The last leg of the trip from Tucson to Nogales, Mexico is marked in kilometers, rather than miles. Most people park their cars in one of the parking lots just outside Mexico and walk across. A thick line of us waited to enter the gates for passage. There is an invisible line, but I feel it. Like a device out of science fiction, once I cross that line, I'm in another world. The narrow streets are crowded with cars. The low hills are crowded with small buildings built randomly. There are no zoning laws, here, apparently.
"SOLO TURISMO", "ONLY TOURISTS", the small sign said. And, indeed, what little money this town makes must be due almost entirely due to the flood of Americanos flowing in and out daily.
Little streetside shops are scattered everywhere. Most have some sort of wooden shelter to make a wall on which to hang their wares and a little shade for the vendor. But even that isn't necessary. One entrepreneur neatly arranged his merchandise on the ground near a wall.
And it was the shops that were OUR visit's purpose, as well. Some times we've gone to get a stock of penicillin, or to pass the time. Once I even dickered with a saleman on a sterling silver rope chain. They start out quoting a price you'd expect to pay in the states. Feign disinterest, and the price goes down. I probably got the necklace for a third of the US price. But it was BOOKS we were after this time. The small Libreria, or bookstore, was one of the better shops, for it was housed in a real building.
The contents of some of the books might have been a mystery to me, but there was no mistaking what many of the small comic books were about!
I recognized the familiar yellow border on the spanish National Geographic. Some were books on health, one extolling the virtues of ginseng. There were cheap magazines similar to the National Enquirer. One featured a story on a man who used to be a woman.
"OPERACIONES, HORMONAS Y EJERCICIOS LOGRARON QUE OBTUVIERA ESTE CUERPO ATLETICO Y VARONIL."
Another featured an oriental man whose entire body was decorated with tattoos. An unusual percentage of the books were about religious matters. The windows and door of the shop were covered with posters.
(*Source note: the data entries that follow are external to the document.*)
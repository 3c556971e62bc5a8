//! 连接级数据面契约：有序交付、聚集写回显、错误隔离与背压。

use std::sync::atomic::{AtomicUsize, Ordering};
use std::sync::{Arc, Mutex};
use std::time::{Duration, Instant};

use beacon_core::callbacks::ServerCallbacks;
use beacon_core::config::{BindTarget, ServerConfig};
use beacon_core::connection::Connection;
use beacon_core::error::ConnectionError;
use beacon_transport_tcp::TcpServer;
use bytes::Bytes;
use tokio::io::{AsyncReadExt, AsyncWriteExt};
use tokio::net::TcpStream;

/// 轮询等待条件成立，超时即失败。
async fn wait_until(what: &str, deadline: Duration, mut cond: impl FnMut() -> bool) {
    let start = Instant::now();
    while !cond() {
        assert!(start.elapsed() < deadline, "等待超时: {what}");
        tokio::time::sleep(Duration::from_millis(10)).await;
    }
}

/// 验证单连接内的到达序与离散交付。
///
/// # 测试目标（Why）
/// - N 段离散发送必须产生 N 次 `on_read`，且相对顺序与网络到达序
///   一致（单连接回调全序契约）。
///
/// # 测试步骤（How）
/// 1. 消费方把每段入站字节原样记录；
/// 2. 客户端以小间隔发送 8 段可区分的数据；
/// 3. 等待总字节数到齐后，断言段数与拼接内容。
#[tokio::test]
async fn discrete_chunks_are_delivered_in_arrival_order() {
    let seen: Arc<Mutex<Vec<Bytes>>> = Arc::new(Mutex::new(Vec::new()));
    let sink = Arc::clone(&seen);
    let callbacks = ServerCallbacks::new(move |_conn, data| {
        sink.lock().expect("seen lock").push(data);
        Ok(())
    });

    let config = ServerConfig::new(BindTarget::ip("127.0.0.1", 0));
    let server = TcpServer::new(config, callbacks);
    let channel = server.listen().await.expect("bootstrap must succeed");
    let addr = channel.local_addr().as_ip().expect("ip addr");

    let mut client = TcpStream::connect(addr).await.expect("connect");
    let mut expected = Vec::new();
    for i in 0..8 {
        let chunk = format!("chunk-{i};");
        expected.extend_from_slice(chunk.as_bytes());
        client.write_all(chunk.as_bytes()).await.expect("send");
        // 间隔发送，保持数据段在网络上离散
        tokio::time::sleep(Duration::from_millis(20)).await;
    }

    let total = expected.len();
    let probe = Arc::clone(&seen);
    wait_until("全部数据段到达", Duration::from_secs(5), move || {
        probe
            .lock()
            .expect("seen lock")
            .iter()
            .map(Bytes::len)
            .sum::<usize>()
            == total
    })
    .await;

    let seen = seen.lock().expect("seen lock");
    assert_eq!(seen.len(), 8, "8 段离散数据应产生 8 次 on_read");
    let joined: Vec<u8> = seen.iter().flat_map(|b| b.iter().copied()).collect();
    assert_eq!(joined, expected, "交付顺序必须与到达序一致");
}

/// 验证批次刷新的回显路径与 `on_write` 观测回调。
#[tokio::test]
async fn echo_flushes_at_batch_boundaries_and_reports_writes() {
    let written = Arc::new(AtomicUsize::new(0));
    let observed = Arc::clone(&written);
    let callbacks = ServerCallbacks::new(|conn, data| conn.write(data))
        .with_on_write(move |_conn, data| {
            observed.fetch_add(data.len(), Ordering::SeqCst);
        });

    let config = ServerConfig::new(BindTarget::ip("127.0.0.1", 0));
    let server = TcpServer::new(config, callbacks);
    let channel = server.listen().await.expect("bootstrap must succeed");
    let addr = channel.local_addr().as_ip().expect("ip addr");

    let mut client = TcpStream::connect(addr).await.expect("connect");
    client.write_all(b"hello beacon").await.expect("send");
    let mut buf = [0u8; 12];
    client.read_exact(&mut buf).await.expect("echo");
    assert_eq!(&buf, b"hello beacon");

    let probe = Arc::clone(&written);
    wait_until("出站观测回调", Duration::from_secs(5), move || {
        probe.load(Ordering::SeqCst) == 12
    })
    .await;
}

/// 验证连接级错误隔离。
///
/// # 测试目标（Why）
/// - 消费方回调抛出的解码失败触发 `on_error` 恰好一次，随后该连接
///   关闭；
/// - 同一监听器上的同级连接继续正常收发。
#[tokio::test]
async fn consumer_error_closes_only_the_faulty_connection() {
    let errors: Arc<Mutex<Vec<String>>> = Arc::new(Mutex::new(Vec::new()));
    let error_sink = Arc::clone(&errors);
    let callbacks = ServerCallbacks::new(|conn, data| {
        if data.starts_with(b"poison") {
            return Err(ConnectionError::decode("poison frame"));
        }
        conn.write(data)
    })
    .with_on_error(move |err| {
        error_sink
            .lock()
            .expect("errors lock")
            .push(err.code().to_owned());
    });

    let config = ServerConfig::new(BindTarget::ip("127.0.0.1", 0));
    let server = TcpServer::new(config, callbacks);
    let channel = server.listen().await.expect("bootstrap must succeed");
    let addr = channel.local_addr().as_ip().expect("ip addr");

    // 同级连接先建立，故障发生时它必须不受影响
    let mut healthy = TcpStream::connect(addr).await.expect("connect healthy");
    let mut faulty = TcpStream::connect(addr).await.expect("connect faulty");

    faulty.write_all(b"poison pill").await.expect("send poison");

    let probe = Arc::clone(&errors);
    wait_until("错误回调触发", Duration::from_secs(5), move || {
        !probe.lock().expect("errors lock").is_empty()
    })
    .await;

    // 故障连接随即关闭：读到 EOF 或连接错误都算关闭证据
    let mut buf = [0u8; 16];
    match tokio::time::timeout(Duration::from_secs(5), faulty.read(&mut buf)).await {
        Ok(Ok(0)) | Ok(Err(_)) => {}
        other => panic!("faulty connection should be closed, got {other:?}"),
    }

    // 同级连接继续回显
    healthy.write_all(b"still alive").await.expect("send healthy");
    let mut buf = [0u8; 11];
    healthy.read_exact(&mut buf).await.expect("echo healthy");
    assert_eq!(&buf, b"still alive");

    // 错误恰好观测一次，且归类为解码失败
    tokio::time::sleep(Duration::from_millis(100)).await;
    let errors = errors.lock().expect("errors lock");
    assert_eq!(errors.len(), 1, "单次故障必须恰好触发一次 on_error");
    assert_eq!(errors[0], "beacon.tcp.conn.decode_rejected");
}

/// 验证背压：出站被扣住期间入站交付暂停，排水后恢复且不丢数据。
///
/// # 测试步骤（How）
/// 1. 消费方把每段入站数据放大为 8 MiB 回显，远超内核两端缓冲之和，
///    刷新必然卡在不读数据的慢对端上；
/// 2. 客户端发送第一段后暂停读取，等首次交付发生、出站受阻；
/// 3. 客户端再发送第二段并静置：断言交付计数停在 1（读取已被扣住）；
/// 4. 客户端开始排水并读完全部回显：第二段随即交付，总字节无损。
#[tokio::test]
async fn backpressure_suspends_reads_until_the_peer_drains() {
    const AMPLIFY: usize = 8 * 1024 * 1024;

    let delivered = Arc::new(AtomicUsize::new(0));
    let counter = Arc::clone(&delivered);
    let callbacks = ServerCallbacks::new(move |conn, _data| {
        counter.fetch_add(1, Ordering::SeqCst);
        conn.write(Bytes::from(vec![b'x'; AMPLIFY]))
    });

    let config = ServerConfig::new(BindTarget::ip("127.0.0.1", 0));
    let server = TcpServer::new(config, callbacks);
    let channel = server.listen().await.expect("bootstrap must succeed");
    let addr = channel.local_addr().as_ip().expect("ip addr");

    let client = TcpStream::connect(addr).await.expect("connect");
    let (mut reader, mut writer) = client.into_split();

    writer.write_all(b"first").await.expect("send first");
    let probe = Arc::clone(&delivered);
    wait_until("首段交付", Duration::from_secs(5), move || {
        probe.load(Ordering::SeqCst) == 1
    })
    .await;

    // 第二段进入内核接收缓冲，但服务端此刻被出站刷新扣住
    writer.write_all(b"second").await.expect("send second");
    tokio::time::sleep(Duration::from_millis(300)).await;
    assert_eq!(
        delivered.load(Ordering::SeqCst),
        1,
        "出站未排空前不得交付新的入站数据"
    );

    // 排水：读完两段共 16 MiB 的回显
    let drain = tokio::spawn(async move {
        let mut total = 0usize;
        let mut buf = vec![0u8; 64 * 1024];
        while total < 2 * AMPLIFY {
            let n = reader.read(&mut buf).await.expect("drain read");
            assert_ne!(n, 0, "回显流不应提前结束");
            total += n;
        }
        total
    });

    let probe = Arc::clone(&delivered);
    wait_until("第二段交付", Duration::from_secs(30), move || {
        probe.load(Ordering::SeqCst) == 2
    })
    .await;

    let total = tokio::time::timeout(Duration::from_secs(30), drain)
        .await
        .expect("drain must finish")
        .expect("drain task");
    assert_eq!(total, 2 * AMPLIFY, "暂停期间的数据不得丢失");
}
Some were of the Virgin de Guadelupe, while the door was particularily indicative of the general culture.
We didn't stay long, for the rather strong smell of car exhaust was giving Laura and Julia problems. So we hurried back out. There was a 'duty free' shop just on the American side, where expensive 'especial' Kahlua, and other liquors could be had more cheaply than in the states. But we were told we would have had to walk back into Mexico and go through the entrance back into the states to purchase some. We were all too tired to wait in another long line, so we found the parking lot where our car was, and got on the road towards home.
Shayna made special note of the oddly shaped cacti. One looked like a weary man leading over and resting his arms on his knee. 'Tired like us,' I joked.